If a man of 70 has decided to improve his educational qualifications I would have throught that he would have also planned how to finance this. This seems a really strange matter and I really cannot understand why anyone would expect a child to support a parent in this way. He might enjoy the course and good for him to try, but it is hardly necessary so, if he can't afford it himself, I don't think he should be doing it. I.M.O.
---Xanthi on 8/16/05


It is clear from scriptures that parents are to raise children to be able to support their own children. So, my first obligation is to my children. If the Lord were to bless me with more than is needed for my children and I, then I could help my parent if there is a need. But, I am of the belief that if dad is working on a masters, then he must have had a good career and pension to support himself.
---Madison on 8/14/05


I assume since Dad can go for a Masters Degree for "self improvement" he is fit in body and mind.In which case he is taking unfair advantage of you.2Corinthians12:14--;and I will not be burdensome to you;for I seek not yours,but you;for the children ought not to lay up for the parents but the parents for the children.Not Dad's needs,this is his pleasure.Don't support recreation "self improvement".Shame on him!Not right to burden you with his funtime.
---Darlene_1 on 8/14/05


Lisa, parents are God's gift to us no matter our age. However obligation for financial responsibility is usually from parent to child until adulthood. After that circumstances causing financial need in parents or adult children can be assisted by either, it's a gift of love. Different cultures provide for each other in a family differently, perhaps your culture expects you to take care of dad. Only you can decide whether or not to assist him now.
---Chris on 8/14/05


Sorry if I seem to have lost it a bit, it's not so, I truly just want to get the point across that there are never obligations, just good and bad choices.

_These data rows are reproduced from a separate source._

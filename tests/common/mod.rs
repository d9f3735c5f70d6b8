use std::fs::File;
use std::io::{Error, Write};
use std::path::Path;

pub const CSV_HEADER: &str =
    "coupon_id,user_id,original_amount,remaining_amount,expiry_date,status";

/// Writes a coupon seed file with the standard header and the given raw rows.
pub fn write_coupon_csv(path: &Path, rows: &[&str]) -> Result<(), Error> {
    let mut file = File::create(path)?;
    writeln!(file, "{CSV_HEADER}")?;
    for row in rows {
        writeln!(file, "{row}")?;
    }
    file.flush()?;
    Ok(())
}

/// Generates `count` active coupons worth 1000.00 each, all expiring on `expiry`.
#[allow(dead_code)]
pub fn generate_coupon_csv(path: &Path, count: usize, expiry: &str) -> Result<(), Error> {
    let file = File::create(path)?;
    let mut wtr = csv::WriterBuilder::new().from_writer(file);

    wtr.write_record([
        "coupon_id",
        "user_id",
        "original_amount",
        "remaining_amount",
        "expiry_date",
        "status",
    ])?;

    for i in 1..=count {
        let coupon_id = format!("CPN{i:05}");
        let user_id = format!("user-{i}");
        wtr.write_record([
            coupon_id.as_str(),
            user_id.as_str(),
            "1000.00",
            "1000.00",
            expiry,
            "active",
        ])?;
    }

    wtr.flush()?;
    Ok(())
}
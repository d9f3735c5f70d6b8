use thiserror::Error;

/// Convenience alias used throughout the crate.
pub type Result<T> = std::result::Result<T, CouponError>;

#[derive(Error, Debug)]
pub enum CouponError {
    #[error("CSV error: {0}")]
    CsvError(#[from] csv::Error),
    #[error("IO error: {0}")]
    IoError(#[from] std::io::Error),
    #[error("JSON error: {0}")]
    JsonError(#[from] serde_json::Error),
    #[error("coupon not found in ledger: {0}")]
    LedgerNotFound(String),
    #[error("validation error: {0}")]
    ValidationError(String),
    #[error("storage error: {0}")]
    StorageError(Box<dyn std::error::Error + Send + Sync>),
    #[cfg(feature = "storage-rocksdb")]
    #[error("RocksDB error: {0}")]
    RocksDbError(#[from] rocksdb::Error),
}
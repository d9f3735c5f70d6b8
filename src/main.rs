use chrono::{NaiveDate, Utc};
use clap::Parser;
use coupon_engine::application::coordinator::BalanceCoordinator;
use coupon_engine::application::expiry::ExpiryBatchProcessor;
use coupon_engine::application::joblog::JobLogService;
use coupon_engine::domain::ports::{
    DynBalanceCache, DynJobLogStore, DynLedgerStore, DynLockService,
};
use coupon_engine::infrastructure::cache::InMemoryBalanceCache;
use coupon_engine::infrastructure::in_memory::{InMemoryJobLogStore, InMemoryLedgerStore};
use coupon_engine::infrastructure::lock::InProcessLockService;
#[cfg(feature = "storage-rocksdb")]
use coupon_engine::infrastructure::rocksdb::RocksDBStore;
use coupon_engine::interfaces::csv::coupon_reader::CouponReader;
use coupon_engine::interfaces::csv::coupon_writer::CouponWriter;
use miette::{IntoDiagnostic, Result};
use std::fs::File;
use std::io;
use std::path::PathBuf;
use std::sync::Arc;
use tracing::{info, warn};
use tracing_subscriber::EnvFilter;

/// Below this success rate the run is flagged for follow-up.
const SUCCESS_RATE_WARN_THRESHOLD: f64 = 95.0;

#[derive(Parser)]
#[command(author, version, about, long_about = None)]
struct Cli {
    /// Input coupon ledger CSV file
    input: PathBuf,

    /// Path to persistent ledger database (optional). If provided, uses RocksDB.
    #[cfg(feature = "storage-rocksdb")]
    #[arg(long)]
    db_path: Option<PathBuf>,

    /// Date the expiry sweep runs as of (defaults to today, UTC)
    #[arg(long)]
    as_of: Option<NaiveDate>,
}

#[tokio::main]
async fn main() -> Result<()> {
    tracing_subscriber::fmt()
        .with_env_filter(
            EnvFilter::try_from_default_env().unwrap_or_else(|_| EnvFilter::new("info")),
        )
        .with_writer(io::stderr)
        .init();

    let cli = Cli::parse();

    let (ledger, job_logs) = stores(&cli)?;
    let locks: DynLockService = Arc::new(InProcessLockService::new());
    let cache: DynBalanceCache = Arc::new(InMemoryBalanceCache::new());
    let balance = Arc::new(BalanceCoordinator::new(ledger.clone(), locks, cache));
    let processor = ExpiryBatchProcessor::new(
        ledger.clone(),
        balance.clone(),
        JobLogService::new(job_logs),
    );

    // Seed the ledger and warm the balance cache
    let file = File::open(&cli.input).into_diagnostic()?;
    for result in CouponReader::new(file).coupons() {
        match result {
            Ok(coupon) => {
                balance
                    .initialize_balance(&coupon.coupon_id, coupon.remaining_amount)
                    .await
                    .into_diagnostic()?;
                ledger.save(coupon).await.into_diagnostic()?;
            }
            Err(err) => warn!(%err, "skipping invalid coupon row"),
        }
    }

    let as_of = cli.as_of.unwrap_or_else(|| Utc::now().date_naive());
    let result = processor.process_expired_as_of(as_of).await.into_diagnostic()?;

    info!("{}", result.summary());
    if result.has_errors() {
        warn!("{}", result.detailed_summary());
    }
    if result.has_processed_items() && result.success_rate() < SUCCESS_RATE_WARN_THRESHOLD {
        warn!(
            success_rate = result.success_rate(),
            "expiry success rate below threshold"
        );
    }

    // Output final ledger state
    let coupons = ledger.find_all().await.into_diagnostic()?;
    let stdout = io::stdout();
    let mut writer = CouponWriter::new(stdout.lock());
    writer.write_coupons(coupons).into_diagnostic()?;

    Ok(())
}

#[cfg(feature = "storage-rocksdb")]
fn stores(cli: &Cli) -> Result<(DynLedgerStore, DynJobLogStore)> {
    if let Some(db_path) = &cli.db_path {
        let store = RocksDBStore::open(db_path).into_diagnostic()?;
        let ledger: DynLedgerStore = Arc::new(store.clone());
        let job_logs: DynJobLogStore = Arc::new(store);
        return Ok((ledger, job_logs));
    }
    Ok(memory_stores())
}

#[cfg(not(feature = "storage-rocksdb"))]
fn stores(_cli: &Cli) -> Result<(DynLedgerStore, DynJobLogStore)> {
    Ok(memory_stores())
}

fn memory_stores() -> (DynLedgerStore, DynJobLogStore) {
    let ledger: DynLedgerStore = Arc::new(InMemoryLedgerStore::new());
    let job_logs: DynJobLogStore = Arc::new(InMemoryJobLogStore::new());
    (ledger, job_logs)
}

Choices made according to the Spirit, and then according to the flesh. Flesh seeks to preserve and protect self, Spirit has reckless abandon for the edification of others.

Matthew 5:7 Blessed are the merciful: for they shall obtain mercy.
---Pharisee on 8/14/05




NO, someone is saying stop the score keeping and comparrison.

Someone is saying make sure you don't love your money more than your family, someone is saying make sure your motives are pure or any decision made will be regretted.

Most of all someone is saying treat others as you'd prefer to be treated...even when it costs you, even when it hurts; that's what Jesus did for us, that's grace and love, not a box of supposed to be's written by our godless society.
---Pharisee on 8/14/05


Is someone actually telling you that you must pay this or is it that you feel an obligation to do so because of all your father has done for you? It would be unusual for such a thing to be considered 'a must' because parents usually look after their children so that when their children are grown they can look after theirs and so it goes on. Only in really hard times should adult children feel obligated to give large amounts to parents. I don't think I've fully grasped the question.
---F.F. on 8/14/05


Can you pay it, is he just cramping your style?

A selfish motive is a lost opportunity to bless another. Be careful that's not you in this.

If your supporting him and you truly can't afford it say so, if you gave your word pay it joyously.

Proverbs 19:17 He that hath pity upon the poor lendeth unto the LORD; and that which he hath given will he pay him again.
---Pharisee on 8/14/05


If your dad is not supported by any church organization, and if he could not support himself, then it is the duty of his children to support him, assuming thathe got no wife to support him. If you are his only child, then it is your duty to look after his welfare.